PROBABILISTIC FEATURE MATCHING APPLIED TO PRIMITIVE BASED REGISTRATION OF TLS DATA
- 1SINETICS I2C, EDF R&D, 92140 Clamart, France
- 2The Image Sciences, Computer Sciences and Remote Sensing Laboratory, LSIIT-TRIO UMR 7005, INSA Strasbourg, France
- 3Laboratoire de Physiologie de la Perception et de l'Action, Colège de France, UMR 7152, CNRS, Paris, France
- 4Équipe Géométrie et Dynamique, Institut de Mathématiques de Jussieu, UMR 7586, Paris, France
Keywords: TLS, 3D lines, matching, transformation, probability, industrial installations, indoor geolocation
Abstract. Many industrial applications require dense point clouds of the installations. Acquisition of the rooms, filled with many objects, of an industrial scene leads to many Terrestrial Laser Scanner (TLS) stations. A precise registration of all the per-station point clouds is crucial for the required accuracy of 1-2 cm of final data.
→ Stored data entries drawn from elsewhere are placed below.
// crates/tracevault-core/src/core/identity.rs
// ============================================================================
// Module: Tracevault Identity Types
// Description: Strongly typed identifiers for processes, threads, and entries.
// Purpose: Prevent mixing of raw numeric identifiers across store operations.
// Dependencies: serde
// ============================================================================

//! ## Overview
//! This module defines the numeric identifier newtypes used throughout
//! tracevault. Identifiers serialize transparently as numbers on the wire.
//! A process instance is identified by the pair of [`ProcessId`] and the
//! instance's start [`Timestamp`]; neither value alone is unique because
//! operating systems recycle process identifiers.

// ============================================================================
// SECTION: Imports
// ============================================================================

use std::fmt;

use serde::Deserialize;
use serde::Serialize;

// ============================================================================
// SECTION: Identifier Types
// ============================================================================

/// Operating-system process identifier of a traced process.
///
/// # Invariants
/// - Only unique per process instance when paired with the instance start time.
#[derive(Debug, Clone, Copy, PartialEq, Eq, Hash, PartialOrd, Ord, Serialize, Deserialize)]
#[serde(transparent)]
pub struct ProcessId(u32);

impl ProcessId {
    /// Creates a process identifier from a raw operating-system value.
    #[must_use]
    pub const fn new(raw: u32) -> Self {
        Self(raw)
    }

    /// Returns the raw process identifier value.
    #[must_use]
    pub const fn get(self) -> u32 {
        self.0
    }
}

impl fmt::Display for ProcessId {
    fn fmt(&self, f: &mut fmt::Formatter<'_>) -> fmt::Result {
        self.0.fmt(f)
    }
}

/// Operating-system thread identifier within a traced process.
///
/// # Invariants
/// - Only meaningful relative to the owning process instance.
#[derive(Debug, Clone, Copy, PartialEq, Eq, Hash, PartialOrd, Ord, Serialize, Deserialize)]
#[serde(transparent)]
pub struct ThreadId(u32);

impl ThreadId {
    /// Creates a thread identifier from a raw operating-system value.
    #[must_use]
    pub const fn new(raw: u32) -> Self {
        Self(raw)
    }

    /// Returns the raw thread identifier value.
    #[must_use]
    pub const fn get(self) -> u32 {
        self.0
    }
}

impl fmt::Display for ThreadId {
    fn fmt(&self, f: &mut fmt::Formatter<'_>) -> fmt::Result {
        self.0.fmt(f)
    }
}

/// Store-assigned identifier of a persisted trace entry.
///
/// # Invariants
/// - Strictly increasing in insertion order; never reused after deletion.
#[derive(Debug, Clone, Copy, PartialEq, Eq, Hash, PartialOrd, Ord, Serialize, Deserialize)]
#[serde(transparent)]
pub struct EntryId(i64);

impl EntryId {
    /// Creates an entry identifier from a raw store row value.
    #[must_use]
    pub const fn new(raw: i64) -> Self {
        Self(raw)
    }

    /// Returns the raw entry identifier value.
    #[must_use]
    pub const fn get(self) -> i64 {
        self.0
    }
}

impl fmt::Display for EntryId {
    fn fmt(&self, f: &mut fmt::Formatter<'_>) -> fmt::Result {
        self.0.fmt(f)
    }
}

// ============================================================================
// SECTION: Timestamp
// ============================================================================

/// Millisecond-precision wall-clock timestamp.
///
/// # Invariants
/// - Encoded as signed milliseconds since the Unix epoch, UTC.
#[derive(Debug, Clone, Copy, PartialEq, Eq, Hash, PartialOrd, Ord, Serialize, Deserialize)]
#[serde(transparent)]
pub struct Timestamp(i64);

impl Timestamp {
    /// Creates a timestamp from milliseconds since the Unix epoch.
    #[must_use]
    pub const fn from_unix_millis(millis: i64) -> Self {
        Self(millis)
    }

    /// Returns the timestamp as milliseconds since the Unix epoch.
    #[must_use]
    pub const fn unix_millis(self) -> i64 {
        self.0
    }
}

impl fmt::Display for Timestamp {
    fn fmt(&self, f: &mut fmt::Formatter<'_>) -> fmt::Result {
        self.0.fmt(f)
    }
}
Targets and tachometry, current best practice for registration, slows down the survey and limits the number of campaigns. Indoor geolocation system are faster but do not reach the final required accuracy. Otherwise, 3D primitives can be automatically extracted from the dense point clouds and possibly used for registration. In a four step primitive-based registration, Acquisition – Reconstruction – Matching – Solving, the matching is crucial. This article presents a probabilistic test for 3D lines matching using a priori distributions of approximated transformations. The stochastic model of approximated transformations and resulting uncertain lines is introduced. A test is performed on a real dataset of an industrial scene and the results are analysed. Improvements of the presented test and matching framework are also discussed.